▶ **EXERCISE OBJECTIVE**:
List each line of the data that holds the word "present".
··· TASK DATA
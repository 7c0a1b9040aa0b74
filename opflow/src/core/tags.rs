//! String-to-string tag mappings attached to definitions and invocations.

use indexmap::IndexMap;
use serde::{Deserialize, Serialize};
use std::collections::HashMap;

/// An insertion-ordered mapping of tag keys to tag values.
///
/// Iteration follows insertion order, but equality is plain map equality:
/// two `Tags` are equal when they hold the same key/value pairs.
#[derive(Debug, Clone, Default, PartialEq, Eq, Serialize, Deserialize)]
#[serde(transparent)]
pub struct Tags(IndexMap<String, String>);

impl Tags {
    /// Creates an empty tag mapping.
    #[must_use]
    pub fn new() -> Self {
        Self::default()
    }

    /// Builds tags from JSON values.
    ///
    /// Strings are kept verbatim; any other value is stored as its compact
    /// JSON serialization (`1` becomes `"1"`, `{"a":1}` stays `{"a":1}`).
    #[must_use]
    pub fn from_json_values(values: &serde_json::Map<String, serde_json::Value>) -> Self {
        values
            .iter()
            .map(|(key, value)| {
                let value = match value {
                    serde_json::Value::String(s) => s.clone(),
                    other => other.to_string(),
                };
                (key.clone(), value)
            })
            .collect()
    }

    /// Adds a tag, returning the updated mapping.
    #[must_use]
    pub fn with(mut self, key: impl Into<String>, value: impl Into<String>) -> Self {
        self.insert(key, value);
        self
    }

    /// Sets a tag, returning the previous value for the key.
    pub fn insert(&mut self, key: impl Into<String>, value: impl Into<String>) -> Option<String> {
        self.0.insert(key.into(), value.into())
    }

    /// Returns the value for a key.
    #[must_use]
    pub fn get(&self, key: &str) -> Option<&str> {
        self.0.get(key).map(String::as_str)
    }

    /// Returns true if the key is present.
    #[must_use]
    pub fn contains_key(&self, key: &str) -> bool {
        self.0.contains_key(key)
    }

    /// Returns the number of tags.
    #[must_use]
    pub fn len(&self) -> usize {
        self.0.len()
    }

    /// Returns true if there are no tags.
    #[must_use]
    pub fn is_empty(&self) -> bool {
        self.0.is_empty()
    }

    /// Iterates over the tags in insertion order.
    pub fn iter(&self) -> impl Iterator<Item = (&str, &str)> {
        self.0.iter().map(|(k, v)| (k.as_str(), v.as_str()))
    }

    /// Iterates over the keys in insertion order.
    pub fn keys(&self) -> impl Iterator<Item = &str> {
        self.0.keys().map(String::as_str)
    }

    /// Returns a fresh mapping holding these tags with `overlay` applied on top.
    ///
    /// Overlay entries are applied in the overlay's insertion order and
    /// replace the value of any key already present. Keys absent from both
    /// sides are absent from the result. Neither input is modified.
    #[must_use]
    pub fn merged_with(&self, overlay: &Self) -> Self {
        let mut merged = self.clone();
        for (key, value) in &overlay.0 {
            merged.0.insert(key.clone(), value.clone());
        }
        merged
    }

    /// Copies the tags into a `HashMap`.
    #[must_use]
    pub fn to_hash_map(&self) -> HashMap<String, String> {
        self.0.iter().map(|(k, v)| (k.clone(), v.clone())).collect()
    }

    /// Converts the tags into a JSON object.
    #[must_use]
    pub fn to_json(&self) -> serde_json::Value {
        serde_json::Value::Object(
            self.0
                .iter()
                .map(|(k, v)| (k.clone(), serde_json::Value::String(v.clone())))
                .collect(),
        )
    }
}

impl<K, V> FromIterator<(K, V)> for Tags
where
    K: Into<String>,
    V: Into<String>,
{
    fn from_iter<I: IntoIterator<Item = (K, V)>>(iter: I) -> Self {
        Self(iter.into_iter().map(|(k, v)| (k.into(), v.into())).collect())
    }
}

impl<K, V, const N: usize> From<[(K, V); N]> for Tags
where
    K: Into<String>,
    V: Into<String>,
{
    fn from(entries: [(K, V); N]) -> Self {
        entries.into_iter().collect()
    }
}

impl From<HashMap<String, String>> for Tags {
    fn from(map: HashMap<String, String>) -> Self {
        map.into_iter().collect()
    }
}

impl IntoIterator for Tags {
    type Item = (String, String);
    type IntoIter = indexmap::map::IntoIter<String, String>;

    fn into_iter(self) -> Self::IntoIter {
        self.0.into_iter()
    }
}

impl<'a> IntoIterator for &'a Tags {
    type Item = (&'a String, &'a String);
    type IntoIter = indexmap::map::Iter<'a, String, String>;

    fn into_iter(self) -> Self::IntoIter {
        self.0.iter()
    }
}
······
▶ **COMPLETED TASK**:
    /// Returns true if the key is present.
    /// replace the value of any key already present. Keys absent from both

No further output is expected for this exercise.